Bude is a bit like this – hooking the newcomer with its little-known claims to fame. The cliffs are the only ones in Cornwall that are made of carboniferous sandstone, more of which later.

What Bude does have is beaches and the Atlantic waves are good enough to attract top surfers. One of the popular ones is Widemouth Bay a few miles from Bude. I’m leaving surfing for my next lifetime. Not cycling though, and pedalling a rental Raleigh from Bude Bikes (www.budebikehire.co.uk) I followed a safe and undemanding trail through bullrushes into the fields. I also rediscovered horse riding, at stables in Gooseham Barton (www.gooseham-barton.com), astride a placid 16-hander called Rory, through old lanes of thorn and thicket. Keener riders can board in the hamlet, owned by Debbie Hamilton who runs the stables.

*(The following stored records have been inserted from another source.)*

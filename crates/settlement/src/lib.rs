//! Daily study settlement: computes per-participant attendance rates for
//! every study past its end date, credits reward currencies, unlocks
//! badges, and marks the study settled.
//!
//! The job and the attendance commit path are concurrent writers to the
//! same user documents, so every per-user update happens inside one store
//! transaction that reads the current document first.

use chrono::NaiveDate;
use log::{debug, error, info, warn};
use thiserror::Error;

use moim_store::{
    paths, DocumentStore, MeetingAttendanceRecord, StoreError, StudyDocument, UserRewardProfile,
};

mod rewards;
mod scheduler;

pub use rewards::{
    reward_for_rate, BADGE_FIRST_STUDY, BADGE_FIVE_STUDIES, BADGE_PERFECT_ATTENDANCE,
};
pub use scheduler::{ScheduleOptions, SettlementScheduler};

/// エラー型
#[derive(Debug, Error)]
pub enum SettlementError {
    #[error("Store error: {0}")]
    Store(#[from] StoreError),
}

/// What one settlement run did, for logging and tests.
#[derive(Debug, Clone, Copy, Default, PartialEq, Eq)]
pub struct SettlementSummary {
    pub studies_settled: usize,
    pub users_credited: usize,
    pub users_skipped: usize,
    pub user_failures: usize,
}

/// The settlement batch job.
#[derive(Clone)]
pub struct SettlementJob {
    store: DocumentStore,
}

impl SettlementJob {
    pub fn new(store: DocumentStore) -> Self {
        Self { store }
    }

    /// Process every study whose end date is strictly before `now` and
    /// which has not been settled yet.
    ///
    /// Per-user failures are logged and never abort a study's participant
    /// loop; once the loop completes the study is marked settled
    /// regardless. A fatal failure before the mark-settled step leaves the
    /// study eligible for the next run (at-least-once semantics).
    pub async fn run_daily(&self, now: NaiveDate) -> Result<SettlementSummary, SettlementError> {
        let eligible = self
            .store
            .collection(paths::STUDIES)
            .lt("endDate", now.to_string())
            .eq("settlementCompleted", false)
            .execute()
            .await?;
        info!(
            "settlement run for {}: {} eligible studies",
            now,
            eligible.len()
        );

        let mut summary = SettlementSummary::default();
        for (study_id, doc) in eligible {
            let study: StudyDocument = match serde_json::from_value(doc) {
                Ok(study) => study,
                Err(e) => {
                    error!("skipping study {}: unreadable document: {}", study_id, e);
                    continue;
                }
            };
            self.settle_study(&study_id, &study, &mut summary).await?;
        }
        info!("settlement run finished: {:?}", summary);
        Ok(summary)
    }

    async fn settle_study(
        &self,
        study_id: &str,
        study: &StudyDocument,
        summary: &mut SettlementSummary,
    ) -> Result<(), SettlementError> {
        let meetings = self.store.list_collection(&paths::meetings(study_id)).await?;
        let meeting_ids: Vec<String> = meetings.into_iter().map(|(id, _)| id).collect();

        if meeting_ids.is_empty() {
            // No meetings means no basis to compute attendance: settle the
            // study without touching anyone's rewards.
            debug!("study {} has no meetings, settling without rewards", study_id);
            self.mark_settled(study_id).await?;
            summary.studies_settled += 1;
            return Ok(());
        }

        for user_id in &study.participant_ids {
            match self.settle_participant(study_id, user_id, &meeting_ids).await {
                Ok(true) => summary.users_credited += 1,
                Ok(false) => {
                    debug!("user {} has no profile, skipped", user_id);
                    summary.users_skipped += 1;
                }
                Err(e) => {
                    // Isolated: the rest of the study's participants are
                    // still processed and the study is still settled.
                    error!(
                        "settlement for user {} in study {} failed: {}",
                        user_id, study_id, e
                    );
                    summary.user_failures += 1;
                }
            }
        }

        self.mark_settled(study_id).await?;
        summary.studies_settled += 1;
        Ok(())
    }

    /// Credit one participant. Returns `Ok(false)` if the user document
    /// does not exist (skipped silently per contract).
    async fn settle_participant(
        &self,
        study_id: &str,
        user_id: &str,
        meeting_ids: &[String],
    ) -> Result<bool, SettlementError> {
        let mut present = 0usize;
        for meeting_id in meeting_ids {
            let record: Option<MeetingAttendanceRecord> = self
                .store
                .get_as(&paths::meeting_attendance(study_id, meeting_id, user_id))
                .await?;
            if record.map(|r| r.is_present).unwrap_or(false) {
                present += 1;
            }
        }
        let rate = present as f64 / meeting_ids.len() as f64;
        let (ink, pen) = reward_for_rate(rate);
        debug!(
            "user {} in study {}: {}/{} meetings, rate {:.4}, reward ({}, {})",
            user_id,
            study_id,
            present,
            meeting_ids.len(),
            rate,
            ink,
            pen
        );

        let user_path = paths::user(user_id);
        let credited = self
            .store
            .run_transaction(|tx| {
                let mut profile: UserRewardProfile = match tx.get_as(&user_path)? {
                    Some(profile) => profile,
                    None => return Ok(false),
                };
                profile.completed_studies_count += 1;
                if rate >= 1.0 {
                    profile.perfect_attendance_count += 1;
                    profile
                        .earned_badge_ids
                        .insert(BADGE_PERFECT_ATTENDANCE.to_string());
                }
                profile.ink += ink;
                profile.pen += pen;
                if profile.completed_studies_count == 1 {
                    profile.earned_badge_ids.insert(BADGE_FIRST_STUDY.to_string());
                }
                if profile.completed_studies_count == 5 {
                    profile.earned_badge_ids.insert(BADGE_FIVE_STUDIES.to_string());
                }
                tx.set(&user_path, &profile)?;
                Ok(true)
            })
            .await?;
        Ok(credited)
    }

    async fn mark_settled(&self, study_id: &str) -> Result<(), SettlementError> {
        let study_path = paths::study(study_id);
        self.store
            .run_transaction(|tx| {
                let mut study: StudyDocument = match tx.get_as(&study_path)? {
                    Some(study) => study,
                    None => {
                        warn!("study {} disappeared before settling", study_path);
                        return Ok(());
                    }
                };
                study.settlement_completed = true;
                tx.set(&study_path, &study)
            })
            .await?;
        Ok(())
    }
}
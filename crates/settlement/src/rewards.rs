//! Reward tiers and badge ids.

pub const BADGE_FIRST_STUDY: &str = "first_study_complete";
pub const BADGE_FIVE_STUDIES: &str = "five_studies_complete";
pub const BADGE_PERFECT_ATTENDANCE: &str = "perfect_attendance_1";

/// Map an attendance rate in `[0, 1]` to an `(ink, pen)` credit.
///
/// Thresholds are inclusive lower bounds.
pub fn reward_for_rate(rate: f64) -> (i64, i64) {
    if rate >= 1.0 {
        (10, 2)
    } else if rate >= 0.9 {
        (5, 1)
    } else if rate >= 0.7 {
        (2, 0)
    } else {
        (0, 0)
    }
}

#[cfg(test)]
mod tests {
    use super::*;

    #[test]
    fn tier_boundaries_are_inclusive_lower_bounds() {
        assert_eq!(reward_for_rate(1.0), (10, 2));
        assert_eq!(reward_for_rate(0.9999), (5, 1));
        assert_eq!(reward_for_rate(0.9), (5, 1));
        assert_eq!(reward_for_rate(0.8999), (2, 0));
        assert_eq!(reward_for_rate(0.7), (2, 0));
        assert_eq!(reward_for_rate(0.6999), (0, 0));
        assert_eq!(reward_for_rate(0.0), (0, 0));
    }
}
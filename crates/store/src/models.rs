//! Typed views of the documents the attendance core reads and writes.
//!
//! Field names serialize in camelCase to match the app's existing documents.

use chrono::NaiveDate;
use serde::{Deserialize, Serialize};
use std::collections::BTreeSet;

/// Per-(study, member) running attendance tally.
///
/// Created implicitly with defaults the first time a member document is
/// read. Invariant: `current_count <= total_count`. Mutated only inside the
/// attendance commit transaction.
#[derive(Debug, Clone, PartialEq, Eq, Default, Serialize, Deserialize)]
#[serde(rename_all = "camelCase", default)]
pub struct PresenceRecord {
    pub is_present: bool,
    pub current_count: u64,
    pub total_count: u64,
}

/// Per-(meeting, member) attendance mark, read by the settlement job.
#[derive(Debug, Clone, PartialEq, Eq, Default, Serialize, Deserialize)]
#[serde(rename_all = "camelCase", default)]
pub struct MeetingAttendanceRecord {
    pub is_present: bool,
}

/// Per-study settlement state. `settlement_completed` transitions
/// `false -> true` exactly once; a settled study is never reprocessed.
#[derive(Debug, Clone, PartialEq, Eq, Serialize, Deserialize)]
#[serde(rename_all = "camelCase")]
pub struct StudyDocument {
    pub end_date: NaiveDate,
    #[serde(default)]
    pub settlement_completed: bool,
    #[serde(default)]
    pub participant_ids: BTreeSet<String>,
}

/// Per-user reward balances and badge set.
///
/// Written concurrently by the attendance commit path and the settlement
/// job; all mutations must go through a store transaction. Badge insertion
/// is idempotent by construction (set semantics).
#[derive(Debug, Clone, PartialEq, Eq, Default, Serialize, Deserialize)]
#[serde(rename_all = "camelCase", default)]
pub struct UserRewardProfile {
    pub ink: i64,
    pub pen: i64,
    pub completed_studies_count: u64,
    pub perfect_attendance_count: u64,
    pub earned_badge_ids: BTreeSet<String>,
}

/// The independently-established check-in session the host consults before
/// committing an assertion. The numeric code belongs to the out-of-band
/// entry flow; it never travels over the proximity socket.
#[derive(Debug, Clone, PartialEq, Eq, Serialize, Deserialize)]
#[serde(rename_all = "camelCase")]
pub struct CheckinSession {
    pub code: u32,
    pub open: bool,
}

Resorts need transport and Bude once had both a railway and a canal – which was tidal and ended in lock gates on the beach. The canal joins Summerleaze beach alongside the mouth of the River Neet where there is a natural swimming pool refreshed by the tides. This is now paid for by the town and constantly needs labour and funds. The railway line opened in 1898 and closed in 1966 leaving Bude with the distinction of being further from the rail network than any town in England or Wales. You’ll need a car, bike, bus, or coach from other stations.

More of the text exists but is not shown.